▶ Dataset entries
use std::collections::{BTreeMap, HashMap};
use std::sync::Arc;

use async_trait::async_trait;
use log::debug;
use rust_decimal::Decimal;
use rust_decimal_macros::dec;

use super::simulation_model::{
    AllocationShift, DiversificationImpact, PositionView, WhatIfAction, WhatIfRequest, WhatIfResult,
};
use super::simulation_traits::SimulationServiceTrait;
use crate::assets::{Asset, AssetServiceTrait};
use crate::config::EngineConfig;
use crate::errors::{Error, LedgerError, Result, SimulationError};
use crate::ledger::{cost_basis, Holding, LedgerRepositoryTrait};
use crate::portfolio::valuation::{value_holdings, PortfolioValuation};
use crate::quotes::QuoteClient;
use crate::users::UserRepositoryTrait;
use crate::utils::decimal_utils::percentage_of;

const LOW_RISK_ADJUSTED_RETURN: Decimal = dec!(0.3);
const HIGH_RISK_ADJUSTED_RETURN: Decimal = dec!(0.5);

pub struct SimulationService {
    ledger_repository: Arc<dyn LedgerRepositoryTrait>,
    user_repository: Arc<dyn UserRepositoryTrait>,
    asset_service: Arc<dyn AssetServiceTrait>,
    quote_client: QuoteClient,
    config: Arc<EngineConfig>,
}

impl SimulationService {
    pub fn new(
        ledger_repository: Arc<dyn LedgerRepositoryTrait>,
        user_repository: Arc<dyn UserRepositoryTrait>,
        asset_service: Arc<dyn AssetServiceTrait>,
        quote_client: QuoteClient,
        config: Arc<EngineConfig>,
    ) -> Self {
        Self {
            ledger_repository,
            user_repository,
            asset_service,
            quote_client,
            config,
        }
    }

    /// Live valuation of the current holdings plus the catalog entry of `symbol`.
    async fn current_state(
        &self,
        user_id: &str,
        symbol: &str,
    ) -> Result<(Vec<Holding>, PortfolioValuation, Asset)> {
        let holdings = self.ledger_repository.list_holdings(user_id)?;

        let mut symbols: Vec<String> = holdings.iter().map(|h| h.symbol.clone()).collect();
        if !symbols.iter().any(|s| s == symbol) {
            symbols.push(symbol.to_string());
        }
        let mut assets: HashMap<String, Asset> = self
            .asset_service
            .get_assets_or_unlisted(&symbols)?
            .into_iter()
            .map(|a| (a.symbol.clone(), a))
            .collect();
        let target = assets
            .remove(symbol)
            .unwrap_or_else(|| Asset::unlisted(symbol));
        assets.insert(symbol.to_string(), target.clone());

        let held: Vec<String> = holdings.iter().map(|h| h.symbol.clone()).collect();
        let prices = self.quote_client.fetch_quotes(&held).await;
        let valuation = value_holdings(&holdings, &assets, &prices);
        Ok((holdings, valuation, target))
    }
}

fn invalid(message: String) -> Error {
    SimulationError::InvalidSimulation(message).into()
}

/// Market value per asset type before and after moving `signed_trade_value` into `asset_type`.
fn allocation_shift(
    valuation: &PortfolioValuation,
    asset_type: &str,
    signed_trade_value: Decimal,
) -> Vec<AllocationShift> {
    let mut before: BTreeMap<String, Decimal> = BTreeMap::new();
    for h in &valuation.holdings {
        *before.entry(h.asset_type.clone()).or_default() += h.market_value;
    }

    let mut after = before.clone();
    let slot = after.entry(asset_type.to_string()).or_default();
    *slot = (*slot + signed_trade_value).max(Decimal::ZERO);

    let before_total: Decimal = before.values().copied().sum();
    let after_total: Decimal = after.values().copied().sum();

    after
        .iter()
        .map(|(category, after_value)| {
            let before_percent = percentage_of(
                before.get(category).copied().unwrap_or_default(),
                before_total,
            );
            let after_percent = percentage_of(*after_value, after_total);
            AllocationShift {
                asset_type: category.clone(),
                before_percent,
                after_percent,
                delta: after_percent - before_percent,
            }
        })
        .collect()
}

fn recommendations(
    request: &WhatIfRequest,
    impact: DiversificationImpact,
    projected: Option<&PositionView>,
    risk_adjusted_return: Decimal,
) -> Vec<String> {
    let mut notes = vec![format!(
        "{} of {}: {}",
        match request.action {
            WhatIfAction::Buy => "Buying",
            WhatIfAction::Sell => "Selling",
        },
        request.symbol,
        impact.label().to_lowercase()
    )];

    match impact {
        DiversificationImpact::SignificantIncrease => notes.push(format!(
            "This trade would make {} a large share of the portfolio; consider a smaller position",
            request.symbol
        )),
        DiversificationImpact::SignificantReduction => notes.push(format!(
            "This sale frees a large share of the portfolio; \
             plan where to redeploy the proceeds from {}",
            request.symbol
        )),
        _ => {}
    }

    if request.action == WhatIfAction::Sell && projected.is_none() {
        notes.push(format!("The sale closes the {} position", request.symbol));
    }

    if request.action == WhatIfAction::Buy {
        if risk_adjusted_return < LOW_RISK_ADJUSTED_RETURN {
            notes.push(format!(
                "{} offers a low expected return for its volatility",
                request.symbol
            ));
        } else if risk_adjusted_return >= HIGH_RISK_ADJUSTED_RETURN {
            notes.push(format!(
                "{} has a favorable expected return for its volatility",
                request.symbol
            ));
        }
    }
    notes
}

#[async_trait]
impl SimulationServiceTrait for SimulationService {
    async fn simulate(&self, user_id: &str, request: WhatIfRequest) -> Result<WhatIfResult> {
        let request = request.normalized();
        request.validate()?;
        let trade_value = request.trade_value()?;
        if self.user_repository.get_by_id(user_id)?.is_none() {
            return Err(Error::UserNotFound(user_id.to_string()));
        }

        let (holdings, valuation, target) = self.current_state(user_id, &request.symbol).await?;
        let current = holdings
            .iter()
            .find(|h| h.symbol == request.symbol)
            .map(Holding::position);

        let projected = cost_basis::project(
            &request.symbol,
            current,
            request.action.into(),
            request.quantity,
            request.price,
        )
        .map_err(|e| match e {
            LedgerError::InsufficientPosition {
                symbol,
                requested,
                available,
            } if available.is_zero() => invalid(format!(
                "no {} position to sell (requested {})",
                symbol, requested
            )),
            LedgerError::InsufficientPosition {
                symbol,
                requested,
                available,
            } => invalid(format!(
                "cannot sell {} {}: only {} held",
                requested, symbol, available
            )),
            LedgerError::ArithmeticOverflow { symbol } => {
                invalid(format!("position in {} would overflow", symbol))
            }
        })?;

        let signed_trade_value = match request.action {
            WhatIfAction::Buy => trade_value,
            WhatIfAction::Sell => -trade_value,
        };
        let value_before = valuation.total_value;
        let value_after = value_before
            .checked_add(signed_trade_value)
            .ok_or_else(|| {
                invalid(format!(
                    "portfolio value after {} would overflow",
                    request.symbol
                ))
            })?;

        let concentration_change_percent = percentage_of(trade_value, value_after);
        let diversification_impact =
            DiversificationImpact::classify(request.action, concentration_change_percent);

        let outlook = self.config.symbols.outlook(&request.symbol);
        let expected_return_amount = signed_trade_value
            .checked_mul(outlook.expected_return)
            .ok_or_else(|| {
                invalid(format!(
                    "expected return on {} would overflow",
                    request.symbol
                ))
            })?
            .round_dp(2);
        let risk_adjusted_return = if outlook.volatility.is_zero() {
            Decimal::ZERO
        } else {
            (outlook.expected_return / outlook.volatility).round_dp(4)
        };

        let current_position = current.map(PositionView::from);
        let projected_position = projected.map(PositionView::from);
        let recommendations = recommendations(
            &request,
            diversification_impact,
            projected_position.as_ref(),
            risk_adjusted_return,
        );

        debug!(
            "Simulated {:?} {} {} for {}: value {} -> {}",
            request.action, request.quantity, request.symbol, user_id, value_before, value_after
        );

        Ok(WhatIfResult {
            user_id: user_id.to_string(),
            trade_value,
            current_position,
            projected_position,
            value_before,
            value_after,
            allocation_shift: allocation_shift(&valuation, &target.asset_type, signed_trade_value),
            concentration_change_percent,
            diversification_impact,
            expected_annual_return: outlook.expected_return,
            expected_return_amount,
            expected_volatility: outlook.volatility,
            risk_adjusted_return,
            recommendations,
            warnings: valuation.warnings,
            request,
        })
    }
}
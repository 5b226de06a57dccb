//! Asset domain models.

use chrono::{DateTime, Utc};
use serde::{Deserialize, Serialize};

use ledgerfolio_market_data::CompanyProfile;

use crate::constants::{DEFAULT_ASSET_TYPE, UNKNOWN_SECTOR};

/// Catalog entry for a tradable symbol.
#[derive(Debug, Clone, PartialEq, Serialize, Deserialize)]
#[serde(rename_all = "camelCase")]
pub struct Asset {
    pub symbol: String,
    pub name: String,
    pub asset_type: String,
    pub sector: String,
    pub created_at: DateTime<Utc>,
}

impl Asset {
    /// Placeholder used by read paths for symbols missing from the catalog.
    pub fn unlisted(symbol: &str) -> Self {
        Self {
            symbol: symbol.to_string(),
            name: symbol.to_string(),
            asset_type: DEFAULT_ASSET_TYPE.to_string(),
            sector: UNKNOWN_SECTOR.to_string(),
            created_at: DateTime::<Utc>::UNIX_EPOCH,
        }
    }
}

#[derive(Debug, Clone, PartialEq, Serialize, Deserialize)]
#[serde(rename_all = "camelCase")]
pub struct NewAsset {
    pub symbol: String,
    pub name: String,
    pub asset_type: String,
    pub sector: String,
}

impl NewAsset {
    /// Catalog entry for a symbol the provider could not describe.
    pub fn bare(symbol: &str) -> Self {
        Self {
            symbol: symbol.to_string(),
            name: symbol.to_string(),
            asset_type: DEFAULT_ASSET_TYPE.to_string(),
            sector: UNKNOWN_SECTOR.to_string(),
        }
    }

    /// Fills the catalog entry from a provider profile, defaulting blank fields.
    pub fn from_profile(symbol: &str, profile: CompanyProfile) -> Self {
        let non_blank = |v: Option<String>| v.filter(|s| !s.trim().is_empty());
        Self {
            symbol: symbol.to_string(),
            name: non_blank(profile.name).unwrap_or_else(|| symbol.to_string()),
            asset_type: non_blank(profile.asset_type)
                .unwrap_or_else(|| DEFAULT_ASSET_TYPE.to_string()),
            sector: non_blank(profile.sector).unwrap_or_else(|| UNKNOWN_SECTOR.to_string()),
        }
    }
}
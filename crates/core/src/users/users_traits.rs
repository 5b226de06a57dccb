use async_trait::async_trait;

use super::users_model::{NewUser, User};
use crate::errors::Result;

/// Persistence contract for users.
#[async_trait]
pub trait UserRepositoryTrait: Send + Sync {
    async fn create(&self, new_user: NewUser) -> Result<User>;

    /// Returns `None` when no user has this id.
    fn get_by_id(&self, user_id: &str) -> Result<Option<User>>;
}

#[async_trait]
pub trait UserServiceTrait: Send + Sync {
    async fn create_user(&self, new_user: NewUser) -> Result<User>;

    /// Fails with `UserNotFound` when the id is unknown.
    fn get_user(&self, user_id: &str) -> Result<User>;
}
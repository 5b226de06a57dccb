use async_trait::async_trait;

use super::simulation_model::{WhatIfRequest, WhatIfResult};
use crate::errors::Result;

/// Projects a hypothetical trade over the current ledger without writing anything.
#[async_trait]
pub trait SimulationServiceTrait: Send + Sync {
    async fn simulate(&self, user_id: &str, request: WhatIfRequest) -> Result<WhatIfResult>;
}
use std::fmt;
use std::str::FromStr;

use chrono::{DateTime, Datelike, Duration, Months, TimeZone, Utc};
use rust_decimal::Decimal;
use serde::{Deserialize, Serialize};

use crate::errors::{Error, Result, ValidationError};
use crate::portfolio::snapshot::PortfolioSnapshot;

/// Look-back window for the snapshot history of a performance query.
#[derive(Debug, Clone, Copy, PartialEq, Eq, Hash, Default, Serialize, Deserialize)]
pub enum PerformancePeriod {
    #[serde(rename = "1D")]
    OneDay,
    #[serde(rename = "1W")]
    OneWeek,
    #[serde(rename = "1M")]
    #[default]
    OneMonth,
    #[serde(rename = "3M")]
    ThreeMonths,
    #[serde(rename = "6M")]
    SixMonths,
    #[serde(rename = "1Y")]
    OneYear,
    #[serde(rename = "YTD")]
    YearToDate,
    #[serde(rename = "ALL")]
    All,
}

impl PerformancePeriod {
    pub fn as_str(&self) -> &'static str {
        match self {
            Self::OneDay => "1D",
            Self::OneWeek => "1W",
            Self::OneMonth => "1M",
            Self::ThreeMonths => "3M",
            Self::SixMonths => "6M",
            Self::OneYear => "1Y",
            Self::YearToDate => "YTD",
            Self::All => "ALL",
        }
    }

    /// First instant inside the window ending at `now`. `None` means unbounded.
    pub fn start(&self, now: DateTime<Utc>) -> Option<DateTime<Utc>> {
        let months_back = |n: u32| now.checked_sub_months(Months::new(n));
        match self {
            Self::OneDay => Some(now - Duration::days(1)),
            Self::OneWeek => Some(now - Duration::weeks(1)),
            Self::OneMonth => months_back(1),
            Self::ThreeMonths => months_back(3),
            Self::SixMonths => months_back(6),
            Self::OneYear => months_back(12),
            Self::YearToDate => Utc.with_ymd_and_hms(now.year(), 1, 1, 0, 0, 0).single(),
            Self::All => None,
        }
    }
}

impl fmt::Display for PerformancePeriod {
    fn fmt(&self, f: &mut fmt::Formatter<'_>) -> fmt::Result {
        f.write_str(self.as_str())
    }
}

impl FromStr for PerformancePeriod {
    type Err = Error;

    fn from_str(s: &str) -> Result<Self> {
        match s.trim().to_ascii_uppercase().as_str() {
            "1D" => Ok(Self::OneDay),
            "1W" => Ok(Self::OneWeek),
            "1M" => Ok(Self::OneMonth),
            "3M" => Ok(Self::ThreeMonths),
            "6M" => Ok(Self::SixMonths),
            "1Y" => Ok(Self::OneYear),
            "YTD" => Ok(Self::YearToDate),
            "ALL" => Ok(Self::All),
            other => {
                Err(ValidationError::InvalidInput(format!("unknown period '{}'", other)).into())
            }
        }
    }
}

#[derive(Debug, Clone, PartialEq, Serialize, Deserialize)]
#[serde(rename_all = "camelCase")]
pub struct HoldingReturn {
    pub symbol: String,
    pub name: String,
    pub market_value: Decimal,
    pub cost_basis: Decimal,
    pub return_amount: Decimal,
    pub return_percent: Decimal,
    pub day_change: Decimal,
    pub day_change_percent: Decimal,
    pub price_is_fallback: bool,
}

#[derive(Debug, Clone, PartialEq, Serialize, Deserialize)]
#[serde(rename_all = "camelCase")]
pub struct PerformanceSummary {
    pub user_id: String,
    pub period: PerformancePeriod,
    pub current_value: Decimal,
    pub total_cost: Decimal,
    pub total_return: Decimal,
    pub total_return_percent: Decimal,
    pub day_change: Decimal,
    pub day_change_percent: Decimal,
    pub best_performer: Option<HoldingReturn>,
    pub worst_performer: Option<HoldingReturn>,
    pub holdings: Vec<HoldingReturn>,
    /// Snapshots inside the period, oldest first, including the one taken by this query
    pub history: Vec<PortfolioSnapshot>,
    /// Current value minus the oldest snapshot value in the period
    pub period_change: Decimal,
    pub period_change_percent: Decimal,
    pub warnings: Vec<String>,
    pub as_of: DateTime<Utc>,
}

▶ Task goal
Which lines above hold the string "Some"? Copy every one of them.

▶ Your solution
            Self::OneDay => Some(now - Duration::days(1)),
            Self::OneWeek => Some(now - Duration::weeks(1)),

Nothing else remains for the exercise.